Start of Data shown
//! Name use-case service.
//!
//! # Invariants
//! - Service APIs never bypass repository persistence contracts.
//! - Timestamps are taken from the wall clock at call time.

use crate::model::name::{NameId, NameRecord, NewName};
use crate::repo::name_repo::{NameRepository, RepoResult};
use chrono::Utc;
use log::info;

/// Use-case service wrapper for name records.
pub struct NameService<R: NameRepository> {
    repo: R,
}

impl<R: NameRepository> NameService<R> {
    /// Creates a service using the provided repository implementation.
    pub fn new(repo: R) -> Self {
        Self { repo }
    }

    /// Persists a validated name and returns the stored record.
    pub fn create_name(&self, name: &NewName) -> RepoResult<NameRecord> {
        let record = self.repo.create_name(name, Utc::now())?;
        info!(
            "event=name_create module=service status=ok id={}",
            record.id
        );
        Ok(record)
    }

    pub fn get_name(&self, id: NameId) -> RepoResult<Option<NameRecord>> {
        self.repo.get_name(id)
    }

    /// Lists every stored record in insertion order.
    pub fn list_names(&self) -> RepoResult<Vec<NameRecord>> {
        self.repo.list_names()
    }
}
End of Data shown
Problem details:
Print every entry exactly as it appears.

Reply:
//! Name use-case service.
//!
//! # Invariants
//! - Service APIs never bypass repository persistence contracts.
//! - Timestamps are taken from the wall clock at call time.

use crate::model::name::{NameId, NameRecord, NewName};
use crate::repo::name_repo::{NameRepository, RepoResult};
use chrono::Utc;
use log::info;

/// Use-case service wrapper for name records.
pub struct NameService<R: NameRepository> {
    repo: R,
}

impl<R: NameRepository> NameService<R> {
    /// Creates a service using the provided repository implementation.
    pub fn new(repo: R) -> Self {
        Self { repo }
    }

    /// Persists a validated name and returns the stored record.
    pub fn create_name(&self, name: &NewName) -> RepoResult<NameRecord> {
        let record = self.repo.create_name(name, Utc::now())?;
        info!(
            "event=name_create module=service status=ok id={}",
            record.id
        );
        Ok(record)
    }

    pub fn get_name(&self, id: NameId) -> RepoResult<Option<NameRecord>> {
        self.repo.get_name(id)
    }

    /// Lists every stored record in insertion order.
    pub fn list_names(&self) -> RepoResult<Vec<NameRecord>> {
        self.repo.list_names()
    }
}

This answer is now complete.